COVID-19 hospitalizations rose to to 89 on Thursday, up from 82 on Wednesday. Hospitalizations dropped below 90 for the first time since October on Wednesday, according to the WDH. Wyoming saw a peak of 247 COVID-19 patients hospitalized with COVID across the state on Nov. 30.

Wyoming’s effective reproduction rate stood at 1.12 as of Thursday morning, according to Rt.live. That’s the third highest rate of any state in the country. This number reflects the average number of new cases each case is expected to create. Any time the effective reproduction rate is above 1.0, COVID-19 is expected to spread quickly.

193 new recoveries from lab confirmed cases were reported Thursday, bringing the total to 39,551. 30 additional probable case recoveries were also reported for a total of 6,576.

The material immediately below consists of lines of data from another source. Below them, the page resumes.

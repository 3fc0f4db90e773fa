// SPDX-License-Identifier: Apache-2.0 OR MIT
// Copyright (c) 2025-2026 naskel.com

//! Encode/decode behaviour of the props codec across value kinds.

use chrono::{TimeZone, Utc};
use island_props::{
    decode, decode_serialized, serialize_props, serialize_value, CodecError, ComponentMetadata,
    HydrationMode, Pattern, PropValue, Record, Shared, TypeTag,
};
use num_bigint::BigInt;
use url::Url;

fn meta() -> ComponentMetadata {
    ComponentMetadata::new("Gallery").with_hydrate(HydrationMode::Visible)
}

fn roundtrip(props: &Shared<Record>) -> PropValue {
    let text = serialize_props(props, &meta()).expect("encode");
    decode(&text).expect("decode")
}

fn sample_props() -> Shared<Record> {
    let created = Utc.timestamp_millis_opt(1_700_000_000_123).unwrap();
    let big: BigInt = "-98765432109876543210".parse().unwrap();

    let mut record = Record::new();
    record.insert("title".into(), "Hello".into());
    record.insert("count".into(), 3.into());
    record.insert("ratio".into(), PropValue::Number(0.25));
    record.insert("enabled".into(), true.into());
    record.insert("nothing".into(), PropValue::Null);
    record.insert("created".into(), created.into());
    record.insert("pattern".into(), Pattern::new(r"^\d{3}-\d{4}$").into());
    record.insert("big".into(), big.into());
    record.insert(
        "home".into(),
        Url::parse("https://example.com/path?q=1#frag").unwrap().into(),
    );
    record.insert("bytes".into(), PropValue::Uint8Array(vec![0, 127, 255]));
    record.insert("shorts".into(), PropValue::Uint16Array(vec![1, 65535]));
    record.insert("ints".into(), PropValue::Uint32Array(vec![7, u32::MAX]));
    record.insert(
        "tags".into(),
        PropValue::set(["a".into(), "b".into(), "c".into()]),
    );
    record.insert(
        "lookup".into(),
        PropValue::map([
            ("one".into(), 1.into()),
            (PropValue::from(2), PropValue::array(["two".into()])),
            (
                PropValue::object([("k", PropValue::from("v"))]),
                created.into(),
            ),
        ]),
    );
    record.insert(
        "items".into(),
        PropValue::array([
            PropValue::object([("id", PropValue::from(1))]),
            PropValue::array([PropValue::array([]), "deep".into()]),
            PropValue::set([PropValue::Uint8Array(vec![9])]),
        ]),
    );
    record.insert(
        "nested".into(),
        PropValue::object([(
            "inner",
            PropValue::object([("when", PropValue::from(created))]),
        )]),
    );
    Shared::new(record)
}

#[test]
fn test_full_roundtrip() {
    let props = sample_props();
    let decoded = roundtrip(&props);
    assert_eq!(decoded, PropValue::Object(props));
}

#[test]
fn test_roundtrip_preserves_key_order() {
    let props = sample_props();
    let decoded = roundtrip(&props);
    let keys: Vec<String> = decoded.as_object().unwrap().read().keys().cloned().collect();
    let expected: Vec<String> = props.read().keys().cloned().collect();
    assert_eq!(keys, expected);
}

#[test]
fn test_set_and_map_compare_unordered() {
    let props = Shared::new(Record::new());
    props.write().insert(
        "s".into(),
        PropValue::set([3.into(), 1.into(), 2.into()]),
    );
    props.write().insert(
        "m".into(),
        PropValue::map([("b".into(), 2.into()), ("a".into(), 1.into())]),
    );
    let decoded = roundtrip(&props);
    assert_eq!(
        decoded.get_field("s"),
        Some(PropValue::set([1.into(), 2.into(), 3.into()]))
    );
    assert_eq!(
        decoded.get_field("m"),
        Some(PropValue::map([("a".into(), 1.into()), ("b".into(), 2.into())]))
    );
}

fn len_of(value: &PropValue) -> usize {
    match value {
        PropValue::Set(v) | PropValue::Array(v) => v.read().len(),
        PropValue::Map(m) => m.read().len(),
        other => panic!("Expected collection, got {:?}", other),
    }
}

#[test]
fn test_set_of_equal_records_keeps_every_member() {
    let text = r#"{"s":[5,"[[0,{\"a\":[0,1]}],[0,{\"a\":[0,1]}]]"]}"#;
    let decoded = decode(text).unwrap();
    assert_eq!(len_of(&decoded.get_field("s").unwrap()), 2);

    let props = decoded.as_object().unwrap().clone();
    assert_eq!(serialize_props(&props, &meta()).unwrap(), text);
}

#[test]
fn test_roundtrip_distinct_equal_composites() {
    let record = || PropValue::object([("a", PropValue::from(1))]);
    let props = Shared::new(Record::new());
    props.write().insert(
        "s".into(),
        PropValue::Set(Shared::new(vec![record(), record()])),
    );
    props.write().insert(
        "m".into(),
        PropValue::Map(Shared::new(vec![
            (record(), "x".into()),
            (record(), "y".into()),
        ])),
    );

    let decoded = roundtrip(&props);
    assert_eq!(len_of(&decoded.get_field("s").unwrap()), 2);
    assert_eq!(len_of(&decoded.get_field("m").unwrap()), 2);
    assert_eq!(decoded, PropValue::Object(props));
}

#[test]
fn test_roundtrip_repeated_set_elements() {
    // Repeats are accepted on the wire and kept as written.
    let text = r#"{"s":[5,"[[0,\"a\"],[0,\"a\"],[0,\"b\"]]"]}"#;
    let decoded = decode(text).unwrap();
    let set = decoded.get_field("s").unwrap();
    assert_eq!(len_of(&set), 3);
    assert_ne!(
        set,
        PropValue::Set(Shared::new(vec!["a".into(), "b".into(), "b".into()]))
    );
    let props = decoded.as_object().unwrap().clone();
    assert_eq!(serialize_props(&props, &meta()).unwrap(), text);
}

#[test]
fn test_pattern_flags_not_carried() {
    // Only the source survives; a case-insensitive group is part of the source.
    let props = Shared::new(Record::new());
    props
        .write()
        .insert("re".into(), Pattern::new("(?i)abc").into());
    let decoded = roundtrip(&props);
    let re = decoded.get_field("re").unwrap();
    match re {
        PropValue::RegExp(p) => {
            assert_eq!(p.source(), "(?i)abc");
            assert_eq!(p.is_match("ABC"), Some(true));
        }
        other => panic!("Expected RegExp, got {:?}", other),
    }
}

#[test]
fn test_undefined_decodes_as_null() {
    let props = Shared::new(Record::new());
    props.write().insert("u".into(), PropValue::Undefined);
    let decoded = roundtrip(&props);
    assert_eq!(decoded.get_field("u"), Some(PropValue::Null));
}

#[test]
fn test_tag_stability() {
    let m = meta();
    let cases: Vec<(PropValue, TypeTag)> = vec![
        ("s".into(), TypeTag::Value),
        (PropValue::array([]), TypeTag::Json),
        (Pattern::new("a").into(), TypeTag::RegExp),
        (Utc.timestamp_millis_opt(0).unwrap().into(), TypeTag::Date),
        (PropValue::map([]), TypeTag::Map),
        (PropValue::set([]), TypeTag::Set),
        (BigInt::from(5).into(), TypeTag::BigInt),
        (Url::parse("http://a.test/").unwrap().into(), TypeTag::Url),
        (PropValue::Uint8Array(vec![]), TypeTag::Uint8Array),
        (PropValue::Uint16Array(vec![]), TypeTag::Uint16Array),
        (PropValue::Uint32Array(vec![]), TypeTag::Uint32Array),
        (PropValue::object([("a", PropValue::Null)]), TypeTag::Value),
    ];
    for (value, tag) in cases {
        let text = serialize_value(&value, &m).unwrap();
        let json: serde_json::Value = serde_json::from_str(&text).unwrap();
        assert_eq!(json[0], u64::from(tag.to_u8()), "tag for {}", value.kind_name());
        let back = decode_serialized(&text).unwrap();
        assert_eq!(back, value, "roundtrip of {}", value.kind_name());
    }
}

#[test]
fn test_self_referencing_record() {
    let a = Shared::new(Record::new());
    a.write().insert("name".into(), "a".into());
    a.write().insert("self".into(), PropValue::Object(a.clone()));

    let err = serialize_props(&a, &meta()).unwrap_err();
    match &err {
        CodecError::CyclicReference {
            display_name,
            hydrate,
        } => {
            assert_eq!(display_name, "Gallery");
            assert_eq!(*hydrate, Some(HydrationMode::Visible));
        }
        other => panic!("Expected CyclicReference, got {}", other),
    }
    assert!(err
        .to_string()
        .contains("<Gallery client:visible>"));

    a.write().clear();
}

#[test]
fn test_self_containing_array() {
    let arr = Shared::new(Vec::new());
    arr.write().push(PropValue::Array(arr.clone()));
    let props = Shared::new(Record::new());
    props
        .write()
        .insert("arr".into(), PropValue::Array(arr.clone()));

    assert!(matches!(
        serialize_props(&props, &meta()),
        Err(CodecError::CyclicReference { .. })
    ));

    arr.write().clear();
}

#[test]
fn test_indirect_cycle_through_set() {
    let outer = Shared::new(Record::new());
    let set = PropValue::set([PropValue::Object(outer.clone())]);
    outer.write().insert("members".into(), set);

    assert!(matches!(
        serialize_props(&outer, &meta()),
        Err(CodecError::CyclicReference { .. })
    ));

    outer.write().clear();
}

#[test]
fn test_shared_siblings_are_not_cycles() {
    let shared = PropValue::object([("x", PropValue::from(1))]);
    let root = Shared::new(Record::new());
    root.write().insert("a".into(), shared.clone());
    root.write().insert("b".into(), shared.clone());
    root.write()
        .insert("list".into(), PropValue::array([shared.clone(), shared.clone()]));

    let decoded = roundtrip(&root);
    assert_eq!(decoded.get_field("a"), Some(shared.clone()));
    assert_eq!(decoded.get_field("b"), Some(shared.clone()));
    assert_eq!(decoded.get_field("a"), decoded.get_field("b"));
    // Decoded branches are independent copies.
    let (a, b) = (decoded.get_field("a").unwrap(), decoded.get_field("b").unwrap());
    assert!(!a.as_object().unwrap().ptr_eq(b.as_object().unwrap()));
}

#[test]
fn test_in_place_mutation_is_seen() {
    let inner = Shared::new(Record::new());
    let props = Shared::new(Record::new());
    props
        .write()
        .insert("inner".into(), PropValue::Object(inner.clone()));
    inner.write().insert("late".into(), "added".into());

    let decoded = roundtrip(&props);
    let got = decoded.get_field("inner").unwrap();
    assert_eq!(got.get_field("late"), Some(PropValue::from("added")));
}

#[test]
fn test_unknown_tag_inside_props() {
    let decoded = decode(r#"{"ok":[0,"fine"],"odd":[99,"x"]}"#).unwrap();
    assert_eq!(decoded.get_field("ok"), Some(PropValue::from("fine")));
    assert_eq!(decoded.get_field("odd"), Some(PropValue::Unrepresentable(99)));
}

#[test]
fn test_unknown_tag_standalone() {
    assert_eq!(
        decode_serialized(r#"[99, "x"]"#).unwrap(),
        PropValue::Unrepresentable(99)
    );
}

#[test]
fn test_unrepresentable_reencodes_as_null() {
    let decoded = decode(r#"{"odd":[42,"x"]}"#).unwrap();
    let props = decoded.as_object().unwrap().clone();
    let text = serialize_props(&props, &meta()).unwrap();
    assert_eq!(text, r#"{"odd":[0,null]}"#);
}

#[test]
fn test_parallel_encoding_of_disjoint_trees() {
    std::thread::scope(|scope| {
        let handles: Vec<_> = (0..4)
            .map(|i| {
                scope.spawn(move || {
                    let props = Shared::new(Record::new());
                    props.write().insert("i".into(), i.into());
                    props
                        .write()
                        .insert("xs".into(), PropValue::array([i.into(), (i * 2).into()]));
                    let text = serialize_props(&props, &meta()).unwrap();
                    (decode(&text).unwrap(), PropValue::Object(props))
                })
            })
            .collect();
        for handle in handles {
            let (decoded, original) = handle.join().unwrap();
            assert_eq!(decoded, original);
        }
    });
}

47 new confirmed cases were reported in Natrona County on Thursday bringing the total to 5,341 since the start of the pandemic. 35 additional probable cases brought the total to 1,680.

5,090 total recoveries from a lab confirmed case and 1,537 probable case recoveries have been reported in Natrona County.

“A lab confirmed or probable case is defined as recovered when there is resolution of fever without the use of fever-reducing medications and there is improvement in respiratory symptoms (e.g. cough, shortness of breath) for 24 hours AND at least 10 days have passed since symptoms first appeared,” the WDH says. “Cases with laboratory-confirmed COVID-19 who have not had any symptoms are considered recovered when at least 10 days have passed since the date of their first positive test and have had no subsequent illness provided they remain asymptomatic.”

WDH Public Information Officer Kim Deti explained that the department marks people as recovered once their isolation order date has expired. People who test positive are asked to remain in isolation until 10 days since their first symptoms or 10 days after their test was taken, or longer if they are still showing symptoms.

If people need to be isolated longer than their initial isolation period, they can contact the WDH who can extend their isolation order. Deti said that in some cases, contact tracing informs whether a case is considered recovered while in others, the department counts someone as covered after their isolation period concludes.

County-specific COVID-19 information is available from the Wyoming Department of Health. Lab confirmed cases in each county are as follows (probable cases in parentheses):

  • Albany: 3,301 (338)
  • Big Horn: 762 (146)
  • Campbell: 4,011 (422)
  • Carbon: 1,008 (77)
  • Converse: 519 (360)
  • Crook: 368 (31)
  • Fremont: 3,643 (577)
  • Goshen: 976 (89)
  • Hot Springs: 229 (72)
  • Johnson: 355 (223)
  • Laramie: 6,535 (1,136)
  • Lincoln: 905 (143)
  • Natrona: 5,341 (1,680)
  • Niobrara: 62 (81)
  • Park: 2,224 (144)
  • Platte: 334 (175)
  • Sheridan: 2,223 (517)
  • Sublette: 526 (106)
  • Sweetwater: 3,125 (125)
  • Teton: 2,504 (75)
  • Uinta: 1,497 (297)
  • Washakie: 663 (174)
  • Weston: 517 (85)


The Wyoming Department of Health provides COVID-19 case, variant, death, testing, hospital and vaccine data online. The department also shares information about how the data can be interpreted. COVID-19 safety recommendations are available from the CDC.